Evaluation of Sulfur Guidelines for Major Crops in MN

Introduction

Sulfur (S) is an essential element needed in the formation of proteins for all biological systems. Crop response to S fertilization was first identified in Minnesota in the 1920’s. For years, S fertilization has been recommended for corn and wheat when grown on coarse-textured soils. However, recent studies found S deficiency symptoms in corn on medium and fine textured soils (Kim et al., 2013).

Sulfur deficiency is likely to occur due to a combination of several factors. Continued reduction in atmospheric SO4-S deposition is a major detrimental factor for S nutrition. Data obtained from National Atmospheric Deposition Program showed that in 2014 in Minnesota, annual wet deposition of SO4-S ranges from 1.7 lb per acre to 5.0 lb per acre. In contrast, S removal by corn can be several folds higher. Corn grain yield has increased steadily over the last 30 years further accelerated S removal from soil. In the past, commercial N, P, and K fertilizers contained considerable S as an impurity. Significant amount of incidental S was supplied with the application of N, P, and K fertilizers. In the recent years, advanced refinery of these fertilizers has enhanced the quality of these products but lessened the amount of S included as impurities.

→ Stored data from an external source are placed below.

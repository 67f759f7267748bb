//! Configuration command definitions.
//!
//! This module defines CLI commands related to configuration management.

use crate::commands::params::{
    COMMAND_CONFIG, COMMAND_GET, COMMAND_PATH, COMMAND_SET, PARAMETER_AZMGMT_URL,
    PARAMETER_GRAPH_URL, PARAMETER_TIMEOUT,
};
use clap::{Arg, Command};
use url::Url;

/// Create the config command with all its subcommands.
pub fn config_command() -> Command {
    Command::new(COMMAND_CONFIG)
        .about("Configuration management")
        .subcommand_required(true)
        .subcommand(
            Command::new(COMMAND_GET)
                .about("Get configuration details")
                .subcommand(Command::new(COMMAND_PATH).about("Show configuration file path")),
        )
        .subcommand(
            Command::new(COMMAND_SET)
                .about("Set configuration properties")
                .arg(
                    Arg::new(PARAMETER_GRAPH_URL)
                        .long(PARAMETER_GRAPH_URL)
                        .num_args(1)
                        .help("Microsoft Graph base URL (e.g., https://graph.microsoft.com)")
                        .value_parser(clap::value_parser!(Url)),
                )
                .arg(
                    Arg::new(PARAMETER_AZMGMT_URL)
                        .long(PARAMETER_AZMGMT_URL)
                        .num_args(1)
                        .help("Azure Resource Manager base URL (e.g., https://management.azure.com/)")
                        .value_parser(clap::value_parser!(Url)),
                )
                .arg(
                    Arg::new(PARAMETER_TIMEOUT)
                        .long(PARAMETER_TIMEOUT)
                        .num_args(1)
                        .help("Request timeout in seconds")
                        .value_parser(clap::value_parser!(u64).range(1..)),
                )
                .group(
                    clap::ArgGroup::new("config-property")
                        .args([PARAMETER_GRAPH_URL, PARAMETER_AZMGMT_URL, PARAMETER_TIMEOUT])
                        .multiple(true)
                        .required(true),
                ),
        )
}
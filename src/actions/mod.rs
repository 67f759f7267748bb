//! Command implementations.
//!
//! Each remote command follows the same shape: build typed options from the
//! parsed arguments, validate them, resolve identifiers, then issue the
//! requests through a [`crate::http_utils::RequestGateway`].

use strum::{Display, EnumIter, EnumString};

pub mod auth;
pub mod completions;
pub mod configuration;
pub mod flow;
pub mod planner;

#[cfg(test)]
pub(crate) mod test_support;

/// Every remote command the client knows about.
#[derive(Debug, Clone, Copy, PartialEq, Eq, Hash, Display, EnumString, EnumIter)]
pub enum CommandName {
    #[strum(serialize = "flow owner add")]
    FlowOwnerAdd,
    #[strum(serialize = "planner task checklistitem add")]
    PlannerTaskChecklistItemAdd,
}

impl CommandName {
    pub fn description(&self) -> &'static str {
        match self {
            CommandName::FlowOwnerAdd => "Assigns/updates permissions to a Power Automate flow",
            CommandName::PlannerTaskChecklistItemAdd => {
                "Adds a new checklist item to a Planner task"
            }
        }
    }

    /// Columns shown by the text and CSV output modes.
    pub fn default_properties(&self) -> &'static [&'static str] {
        match self {
            CommandName::FlowOwnerAdd => &[],
            CommandName::PlannerTaskChecklistItemAdd => &["id", "title", "isChecked"],
        }
    }
}
use keyring::Entry;
use thiserror::Error;
use tracing::debug;

pub const KEYRING_SERVICE: &str = "m365";

#[derive(Debug, Error)]
pub enum KeyringError {
    #[error("keyring error: {0}")]
    KeyringAccessError(#[from] keyring::Error),
}

/// Thin wrapper over the OS credential store, one entry per key.
pub struct Keyring {
    service: String,
}

impl Default for Keyring {
    fn default() -> Keyring {
        Keyring {
            service: KEYRING_SERVICE.to_string(),
        }
    }
}

impl Keyring {
    pub fn get(&self, key: &str) -> Result<Option<String>, KeyringError> {
        let entry = Entry::new(&self.service, key)?;
        match entry.get_password() {
            Ok(value) => Ok(Some(value)),
            Err(keyring::Error::NoEntry) => Ok(None),
            Err(e) => Err(KeyringError::from(e)),
        }
    }

    pub fn put(&self, key: &str, value: &str) -> Result<(), KeyringError> {
        let entry = Entry::new(&self.service, key)?;
        entry.set_password(value)?;
        debug!("Stored keyring entry {}:{}", self.service, key);
        Ok(())
    }

    /// Removes the entry; a missing entry is not an error.
    pub fn delete(&self, key: &str) -> Result<(), KeyringError> {
        let entry = Entry::new(&self.service, key)?;
        match entry.delete_password() {
            Ok(()) | Err(keyring::Error::NoEntry) => Ok(()),
            Err(e) => Err(KeyringError::from(e)),
        }
    }
}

Current recommendation suggests that an annual rate of 25 lb S per acre is adequate for corn and wheat production on sandy soil and can be broadcast or incorporated before planting or applied in a starter fertilizer at planting. For medium and fine textured soils with soil organic matter less than 4.0%, 10-15 lb per acre S has been suggested for corn. When organic matter concentration exceeds 4.0% there has been shown to be limited response to S fertilizer. However, there is some evidence that poorly drained soils with organic matter concentrations greater than 4.0% in major corn growing areas of West Central Minnesota may be sulfur deficient. Striping consistent with S deficiency has been noted even in fields were fertilizer S was applied. More research is needed to determine if S fertilizer should be applied for corn on high organic matter poorly drained soils.

Fall fertilizer application has economical and logistical benefits for both growers and fertilizer industry. Fall application of fertilizers saves time during the busy spring planting season. Many farmers would prefer to apply S with P and K and save a trip across the field. The question remains whether this is a good practice since SO42- can be leached. Because of the leaching potential of SO4-S some are suggesting elemental sulfur be applied which will not leach.

However, elemental sulfur may not provide SO42- in time for peak demands early in the growing season.

Plant absorb S in the form of SO42-. Fertilizers that supplies S in sulfate (SO42-) form are preferred for corn production. Elemental S must be oxidized to SO4-S before it can be available to plants. Conversion of elemental S to plant available SO4-S depends on soil microbial activity which takes time and is slowed by cool spring temperatures. Source of S in a fertilizer program should be taken in to consideration as it can affect SO4-S availability to corn. In the Midwest, farmers plant corn when temperatures are significantly low to be favorable for microbial activity. Therefore, it is unlikely that elemental S would be available at early-season corn growth stages. Research results in the Midwest showed that SO4-S increased corn grain yield compared to elemental S when both fertilizers were either broadcasted or incorporated.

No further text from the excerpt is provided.